05 April 2009

Fixing Health Care in the U.S. is not the sole province of Democrats

We expect elected U.S. Senators and Representatives to be our eyes and ears tackling the often thorny issues that are best solved with a national perspective. We don't want state legislatures to spend time re-inventing the wheel on problems confronting us all - what to do on behalf of military veterans, or the mortgage foreclosure crisis, for instance, are challenges for the national government.

It's easy to blame that government for being slow to solve problems: the bodies that craft the laws are deliberative by nature, the departments they oversee are engaged in large undertakings - getting the government to change course or take up new challenges is not trivial. The perception that government isn't quick to solve problems has led to calls for privatization of various functions over the years - retirement accounts, for instance. The far-reaching effects of deregulating our financial institutions and the credit-default swap game have shown us the downside of privatizing.

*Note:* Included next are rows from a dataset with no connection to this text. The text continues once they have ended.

use std::fmt;

use serde::{Deserialize, Serialize};

/// Which crontab flavour a file is checked as.
///
/// System crontabs (`/etc/crontab`, `/etc/cron.d/*`) carry a user column
/// between the schedule and the command; per-user crontabs do not.
#[derive(Debug, Clone, Copy, PartialEq, Eq, Hash, Serialize, Deserialize)]
#[serde(rename_all = "lowercase")]
pub enum CrontabKind {
    User,
    System,
}

impl CrontabKind {
    /// Minimum whitespace-separated tokens for a five-field time entry.
    pub fn min_time_fields(self) -> usize {
        match self {
            CrontabKind::User => 6,
            CrontabKind::System => 7,
        }
    }

    /// Minimum tokens (keyword included) for an `@keyword` entry.
    pub fn min_special_fields(self) -> usize {
        match self {
            CrontabKind::User => 2,
            CrontabKind::System => 3,
        }
    }

    pub fn is_system(self) -> bool {
        matches!(self, CrontabKind::System)
    }
}

impl fmt::Display for CrontabKind {
    fn fmt(&self, f: &mut fmt::Formatter<'_>) -> fmt::Result {
        match self {
            CrontabKind::User => write!(f, "user"),
            CrontabKind::System => write!(f, "system"),
        }
    }
}

/// Maximum tokens of a system time entry whose command is a single word.
pub const SYSTEM_MAX_FIELDS: usize = 7;

/// Numeric domain of one time column.
#[derive(Debug, Clone, Copy, PartialEq, Eq)]
pub struct FieldSpec {
    /// Name used in logic-level messages ("minutes", "day of week", ...).
    pub name: &'static str,
    /// Name used in format messages ("minute", "day of week", ...).
    pub label: &'static str,
    pub min: u64,
    pub max: u64,
}

impl FieldSpec {
    pub fn contains(&self, value: u64) -> bool {
        value >= self.min && value <= self.max
    }
}

pub const MINUTE: FieldSpec = FieldSpec { name: "minutes", label: "minute", min: 0, max: 59 };
pub const HOUR: FieldSpec = FieldSpec { name: "hours", label: "hour", min: 0, max: 23 };
pub const DAY_OF_MONTH: FieldSpec =
    FieldSpec { name: "day of month", label: "day of month", min: 1, max: 31 };
pub const MONTH: FieldSpec = FieldSpec { name: "month", label: "month", min: 1, max: 12 };
// 7 is accepted as an alias for Sunday and left as written.
pub const DAY_OF_WEEK: FieldSpec =
    FieldSpec { name: "day of week", label: "day of week", min: 0, max: 7 };

/// The five time columns in the order they appear on a line.
pub const TIME_FIELDS: [FieldSpec; 5] = [MINUTE, HOUR, DAY_OF_MONTH, MONTH, DAY_OF_WEEK];

/// `@keyword` schedule aliases accepted in place of the five time fields.
#[derive(Debug, Clone, Copy, PartialEq, Eq, Hash, Serialize, Deserialize)]
#[serde(rename_all = "lowercase")]
pub enum SpecialKeyword {
    Reboot,
    Yearly,
    Annually,
    Monthly,
    Weekly,
    Daily,
    Midnight,
    Hourly,
}

impl SpecialKeyword {
    pub const ALL: [SpecialKeyword; 8] = [
        SpecialKeyword::Reboot,
        SpecialKeyword::Yearly,
        SpecialKeyword::Annually,
        SpecialKeyword::Monthly,
        SpecialKeyword::Weekly,
        SpecialKeyword::Daily,
        SpecialKeyword::Midnight,
        SpecialKeyword::Hourly,
    ];

    /// Parse the literal token, `@` included. Matching is case-sensitive.
    pub fn parse(token: &str) -> Option<Self> {
        Self::ALL.into_iter().find(|k| k.as_str() == token)
    }

    pub fn as_str(self) -> &'static str {
        match self {
            SpecialKeyword::Reboot => "@reboot",
            SpecialKeyword::Yearly => "@yearly",
            SpecialKeyword::Annually => "@annually",
            SpecialKeyword::Monthly => "@monthly",
            SpecialKeyword::Weekly => "@weekly",
            SpecialKeyword::Daily => "@daily",
            SpecialKeyword::Midnight => "@midnight",
            SpecialKeyword::Hourly => "@hourly",
        }
    }
}

impl fmt::Display for SpecialKeyword {
    fn fmt(&self, f: &mut fmt::Formatter<'_>) -> fmt::Result {
        f.write_str(self.as_str())
    }
}

/// One crontab entry after backslash-continuation joining.
#[derive(Debug, Clone, PartialEq, Eq)]
pub struct LogicalLine {
    /// Joined text handed to the classifier.
    pub text: String,
    /// 1-based number of the first physical line.
    pub line_number: usize,
    /// First physical line as written; shown in diagnostics.
    pub display: String,
}
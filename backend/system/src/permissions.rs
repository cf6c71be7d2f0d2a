//! Ownership and permission probe for system crontabs.

use std::fmt;
use std::fs;
use std::path::Path;

/// Mode cron expects on `/etc/crontab` and `/etc/cron.d/*`.
pub const EXPECTED_MODE: u32 = 0o644;
pub const ROOT_UID: u32 = 0;

#[derive(Debug, Clone, Copy, PartialEq, Eq)]
pub enum PathKind {
    RegularFile,
    Directory,
    Symlink,
    Other,
    Missing,
}

impl PathKind {
    pub fn as_str(self) -> &'static str {
        match self {
            PathKind::RegularFile => "regular_file",
            PathKind::Directory => "directory",
            PathKind::Symlink => "symlink",
            PathKind::Other => "other",
            PathKind::Missing => "missing",
        }
    }

    fn of(meta: &fs::Metadata) -> Self {
        let ft = meta.file_type();
        if ft.is_symlink() {
            PathKind::Symlink
        } else if ft.is_file() {
            PathKind::RegularFile
        } else if ft.is_dir() {
            PathKind::Directory
        } else {
            PathKind::Other
        }
    }
}

impl fmt::Display for PathKind {
    fn fmt(&self, f: &mut fmt::Formatter<'_>) -> fmt::Result {
        f.write_str(self.as_str())
    }
}

pub fn check_kind(path: &Path, follow_symlink: bool) -> PathKind {
    let meta = if follow_symlink { fs::metadata(path) } else { fs::symlink_metadata(path) };
    match meta {
        Ok(meta) => PathKind::of(&meta),
        Err(_) => PathKind::Missing,
    }
}

/// Problems with where a crontab lives and who owns it. Never fails; every
/// problem is a message.
#[cfg(unix)]
pub fn check_owner_and_permissions(path: &Path, expected_mode: u32, owner_uid: u32) -> Vec<String> {
    use std::os::unix::fs::MetadataExt;

    let Ok(link_meta) = fs::symlink_metadata(path) else {
        return vec!["file does not exist".to_string()];
    };

    let mut problems = Vec::new();
    let meta = if link_meta.file_type().is_symlink() {
        let Ok(target) = fs::metadata(path) else {
            return vec!["broken symlink".to_string()];
        };
        if link_meta.uid() != owner_uid {
            problems.push("wrong symlink owner".to_string());
        }
        target
    } else {
        link_meta
    };

    if !meta.is_file() {
        problems.push(format!("not a regular_file ({})", PathKind::of(&meta)));
        return problems;
    }

    let mode = meta.mode() & 0o777;
    if mode != expected_mode {
        problems.push(format!("wrong permissions: {mode:04o} (expected {expected_mode:04o})"));
    }
    if meta.uid() != owner_uid {
        problems.push(format!("wrong owner: uid {} (expected {owner_uid})", meta.uid()));
    }
    problems
}

#[cfg(not(unix))]
pub fn check_owner_and_permissions(_path: &Path, _expected_mode: u32, _owner_uid: u32) -> Vec<String> {
    Vec::new()
}
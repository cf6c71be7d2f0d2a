/// run-parts naming rules for files dropped into cron directories.
///
/// Returns every rule the name breaks; an empty list means the name is
/// acceptable.
pub fn check_filename(name: &str) -> Vec<String> {
    if name.is_empty() {
        return vec!["empty name".to_string()];
    }

    let mut reasons = Vec::new();
    if name.starts_with('.') {
        reasons.push("starts with '.'".to_string());
    }
    if name.ends_with('~') {
        reasons.push("ends with '~'".to_string());
    }
    if name.contains('.') {
        reasons.push("contains '.'".to_string());
    }
    if name.contains('#') {
        reasons.push("contains '#'".to_string());
    }
    if name.contains(',') {
        reasons.push("contains ','".to_string());
    }
    let outside = |c: char| !(c.is_ascii_alphanumeric() || c == '_' || c == '-');
    if name.chars().any(|c| outside(c) && !matches!(c, '.' | '~' | '#' | ',')) {
        reasons.push("contains characters outside [A-Za-z0-9_-]".to_string());
    }
    reasons
}
//! Bounded subprocess runner.
//!
//! Every host probe shells out to a short-lived tool (`id`, `systemctl`,
//! `crontab`). The runner owns a current-thread tokio runtime so callers
//! stay synchronous while each child is still bounded by a timeout and
//! killed when it overruns.

use std::io::ErrorKind;
use std::process::Stdio;
use std::time::Duration;

use cronlint_core::{CronlintError, Result};
use tokio::process::Command;
use tracing::debug;

pub const DEFAULT_TIMEOUT: Duration = Duration::from_secs(5);

/// Captured output of a child that exited on its own.
#[derive(Debug, Clone, PartialEq, Eq)]
pub struct ProbeOutput {
    /// `None` when the child was killed by a signal.
    pub code: Option<i32>,
    pub stdout: String,
    pub stderr: String,
}

impl ProbeOutput {
    pub fn success(&self) -> bool {
        self.code == Some(0)
    }
}

/// What happened when a probe ran. Callers decide how to fail open.
#[derive(Debug, Clone, PartialEq, Eq)]
pub enum ProbeOutcome {
    Completed(ProbeOutput),
    TimedOut,
    NotFound,
    Failed(String),
}

pub struct Probe {
    runtime: tokio::runtime::Runtime,
    timeout: Duration,
}

impl Probe {
    pub fn new(timeout: Duration) -> Result<Self> {
        let runtime = tokio::runtime::Builder::new_current_thread()
            .enable_all()
            .build()
            .map_err(|e| CronlintError::Runtime(e.to_string()))?;
        Ok(Self { runtime, timeout })
    }

    pub fn timeout(&self) -> Duration {
        self.timeout
    }

    /// Run `program` with the default timeout.
    pub fn run(&self, program: &str, args: &[&str]) -> ProbeOutcome {
        self.run_for(program, args, self.timeout)
    }

    pub fn run_for(&self, program: &str, args: &[&str], limit: Duration) -> ProbeOutcome {
        match self.output(program, args, limit) {
            Ok(out) => ProbeOutcome::Completed(out),
            Err(CronlintError::ProbeTimeout { .. }) => ProbeOutcome::TimedOut,
            Err(CronlintError::ProbeSpawn { source, .. }) if source.kind() == ErrorKind::NotFound => {
                ProbeOutcome::NotFound
            }
            Err(e) => ProbeOutcome::Failed(e.to_string()),
        }
    }

    /// Run `program` and collect its output, or fail with a typed error.
    pub fn output(&self, program: &str, args: &[&str], limit: Duration) -> Result<ProbeOutput> {
        debug!(program, ?args, timeout_secs = limit.as_secs(), "running probe");

        let mut cmd = Command::new(program);
        cmd.args(args)
            .stdin(Stdio::null())
            .stdout(Stdio::piped())
            .stderr(Stdio::piped())
            .kill_on_drop(true);

        let result = self
            .runtime
            .block_on(async { tokio::time::timeout(limit, cmd.output()).await });

        match result {
            Err(_) => Err(CronlintError::ProbeTimeout {
                program: program.to_string(),
                secs: limit.as_secs(),
            }),
            Ok(Err(source)) => Err(CronlintError::ProbeSpawn {
                program: program.to_string(),
                source,
            }),
            Ok(Ok(output)) => Ok(ProbeOutput {
                code: output.status.code(),
                stdout: String::from_utf8_lossy(&output.stdout).into_owned(),
                stderr: String::from_utf8_lossy(&output.stderr).into_owned(),
            }),
        }
    }
}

Partisan posturing placates lobbyists, postpones problem-solving.

Rising cost of health carePutting health care administration into the hands of the insurance industry has arguably had similarly disastrous results. We spend more per capita than other nations, yet their innovations have thus far led only to higher costs that keep rising faster than inflation, faltering quality,and red-tape, with non-medical personnel making decisions about treatments and medications.

We've given the responsibility to big insurance companies because we expected creative, cost-effective solutions that improved the delivery of health care services; that's the strength big business brings to any challenge, right? That's why they earn the big salaries and lavish bonuses. Yet the insurance industry hasn't helped get health care right. The costs are out of control, and with millions of Americans - from children through the elderly - uninsured, their system is plainly failing.
U.S. Senator Max Baucus"In 2009, Congress must take up and act on meaningful health reform legislation that achieves coverage for every American while also addressing the underlying problems in our health system. The urgency of this task has become undeniable."
~Senator Max Baucus, (D-MT)
Chairman, Senate Finance Committee
12 November 2008
When the Senate Finance Committee gets involved it's because the repercussions of the current mess are dangerous for the entire U.S. economy. One innovative solution with bi-partisan Finance Committee support is The GREEN HOUSE® Replication Initiative. The concept of Green House® homes is residences for 6 to 10 elders who require skilled nursing care and want to live a rich life. We're talking about significant departure from traditional skilled nursing homes and assisted living facilities, organized to foster community and services by enhancing both autonomy and support. Creating places for senior citizens to enjoy calling home without the necessary assistance and care becoming the focus of life seems an obvious idea, doesn't it?

more than bottom line numbers

Insurance actuaries and CEOs know the number of elderly Americans is on the rise, and that their health care is costly - but the solutions haven't been coming from their industry. This particular solution is coming from NCB Capital Impact (the nonprofit affiliate of NCB) and the Robert Wood Johnson Foundation. We need to re-define success. Big business is ignoring the problem, looking instead to their separate bottom lines, while non-profit organizations are bringing real innovation and proactive thinking to bear. We need insurance profiteers out of the health care industry - now.

Note: THE GREEN HOUSE® is a registered trademark. Only projects with an executed sub-license agreement may use the "Green House" term, or a confusingly similar term, in association with a long-term care facility.

1 comment:

Tom Hayes, the Synergist said...

It's been pointed out to me that Senator Baucus is, in fact, against single-payer systems, and might work very hard to keep that concept out of any bill that passes the Senate.

So, I cite his rhetoric on the urgency of addressing the matter, but don't necessarily agree with his means. Does that make me a Democrat?